About this task
Examine every line of the listing below. Count those containing "Send" and state only the result.

Record extracts
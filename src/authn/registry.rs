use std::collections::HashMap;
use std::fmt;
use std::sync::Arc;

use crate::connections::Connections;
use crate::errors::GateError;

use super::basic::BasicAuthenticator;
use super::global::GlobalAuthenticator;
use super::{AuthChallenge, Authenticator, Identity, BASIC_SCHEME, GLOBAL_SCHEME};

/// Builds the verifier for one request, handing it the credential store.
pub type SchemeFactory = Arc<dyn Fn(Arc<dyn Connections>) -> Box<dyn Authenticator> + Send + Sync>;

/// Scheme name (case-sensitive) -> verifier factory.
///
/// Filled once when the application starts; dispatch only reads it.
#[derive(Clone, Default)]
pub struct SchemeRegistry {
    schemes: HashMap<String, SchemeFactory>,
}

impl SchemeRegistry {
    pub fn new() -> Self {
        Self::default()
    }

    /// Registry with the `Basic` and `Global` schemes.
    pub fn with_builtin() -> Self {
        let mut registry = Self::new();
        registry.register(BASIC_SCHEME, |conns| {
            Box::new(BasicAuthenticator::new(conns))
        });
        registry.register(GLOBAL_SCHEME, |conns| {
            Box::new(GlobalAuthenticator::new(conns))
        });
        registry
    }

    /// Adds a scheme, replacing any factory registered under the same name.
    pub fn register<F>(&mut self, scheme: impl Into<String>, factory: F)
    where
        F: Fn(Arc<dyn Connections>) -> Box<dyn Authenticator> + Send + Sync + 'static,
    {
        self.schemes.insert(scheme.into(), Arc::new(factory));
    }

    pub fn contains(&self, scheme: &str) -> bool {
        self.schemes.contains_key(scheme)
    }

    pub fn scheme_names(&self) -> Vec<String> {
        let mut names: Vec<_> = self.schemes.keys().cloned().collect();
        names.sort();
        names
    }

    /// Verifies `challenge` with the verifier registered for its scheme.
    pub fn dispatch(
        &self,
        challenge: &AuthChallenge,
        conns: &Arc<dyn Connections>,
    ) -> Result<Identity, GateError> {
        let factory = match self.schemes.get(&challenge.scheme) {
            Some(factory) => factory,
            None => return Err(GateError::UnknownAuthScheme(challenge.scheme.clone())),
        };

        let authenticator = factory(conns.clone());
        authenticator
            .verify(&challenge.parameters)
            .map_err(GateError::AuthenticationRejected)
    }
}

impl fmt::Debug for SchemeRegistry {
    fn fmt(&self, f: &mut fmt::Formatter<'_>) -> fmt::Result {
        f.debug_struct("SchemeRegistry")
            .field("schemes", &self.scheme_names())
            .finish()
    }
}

--

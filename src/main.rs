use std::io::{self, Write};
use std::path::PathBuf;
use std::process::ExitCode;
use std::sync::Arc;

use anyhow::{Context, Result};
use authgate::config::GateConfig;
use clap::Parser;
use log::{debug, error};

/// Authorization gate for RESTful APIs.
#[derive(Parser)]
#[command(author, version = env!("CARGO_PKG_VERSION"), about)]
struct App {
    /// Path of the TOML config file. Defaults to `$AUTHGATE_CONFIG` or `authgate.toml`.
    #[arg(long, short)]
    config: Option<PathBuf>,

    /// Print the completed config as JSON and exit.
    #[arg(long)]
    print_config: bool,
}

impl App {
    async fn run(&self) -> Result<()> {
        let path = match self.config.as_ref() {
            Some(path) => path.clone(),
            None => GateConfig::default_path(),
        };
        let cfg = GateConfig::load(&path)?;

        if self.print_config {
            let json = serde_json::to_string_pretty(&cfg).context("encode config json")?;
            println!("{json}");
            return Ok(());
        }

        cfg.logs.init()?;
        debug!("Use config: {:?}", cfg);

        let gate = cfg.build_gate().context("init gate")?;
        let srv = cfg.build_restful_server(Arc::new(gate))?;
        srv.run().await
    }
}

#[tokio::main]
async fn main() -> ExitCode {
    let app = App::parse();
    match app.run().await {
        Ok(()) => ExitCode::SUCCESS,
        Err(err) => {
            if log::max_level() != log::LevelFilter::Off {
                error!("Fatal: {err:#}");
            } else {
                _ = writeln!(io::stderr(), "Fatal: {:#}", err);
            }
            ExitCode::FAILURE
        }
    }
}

* * *

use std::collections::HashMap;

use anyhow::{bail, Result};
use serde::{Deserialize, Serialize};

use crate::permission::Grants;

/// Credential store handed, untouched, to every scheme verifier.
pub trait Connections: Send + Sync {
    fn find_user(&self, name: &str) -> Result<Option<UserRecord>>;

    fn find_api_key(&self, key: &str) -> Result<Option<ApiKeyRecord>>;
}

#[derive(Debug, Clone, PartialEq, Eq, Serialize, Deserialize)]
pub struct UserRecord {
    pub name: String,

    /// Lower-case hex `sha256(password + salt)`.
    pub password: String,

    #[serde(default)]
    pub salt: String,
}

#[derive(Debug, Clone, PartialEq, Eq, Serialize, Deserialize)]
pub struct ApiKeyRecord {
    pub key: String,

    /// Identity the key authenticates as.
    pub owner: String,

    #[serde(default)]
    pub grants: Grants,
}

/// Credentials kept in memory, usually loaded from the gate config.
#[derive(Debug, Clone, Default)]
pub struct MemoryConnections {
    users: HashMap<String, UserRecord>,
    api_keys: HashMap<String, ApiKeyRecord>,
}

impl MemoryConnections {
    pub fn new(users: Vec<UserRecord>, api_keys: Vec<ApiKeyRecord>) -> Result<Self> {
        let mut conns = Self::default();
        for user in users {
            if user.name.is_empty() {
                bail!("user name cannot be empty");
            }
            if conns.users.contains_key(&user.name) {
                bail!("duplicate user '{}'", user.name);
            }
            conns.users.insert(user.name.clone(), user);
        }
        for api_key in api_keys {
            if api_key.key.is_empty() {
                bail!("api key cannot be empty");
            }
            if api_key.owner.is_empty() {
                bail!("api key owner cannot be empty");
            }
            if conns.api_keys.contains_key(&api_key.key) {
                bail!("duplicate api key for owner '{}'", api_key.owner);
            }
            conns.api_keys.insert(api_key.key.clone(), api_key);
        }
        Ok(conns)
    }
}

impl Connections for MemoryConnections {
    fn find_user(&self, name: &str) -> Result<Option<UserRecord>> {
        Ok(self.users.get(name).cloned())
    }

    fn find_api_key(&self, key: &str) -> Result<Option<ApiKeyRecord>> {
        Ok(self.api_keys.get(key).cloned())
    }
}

Response to the task
3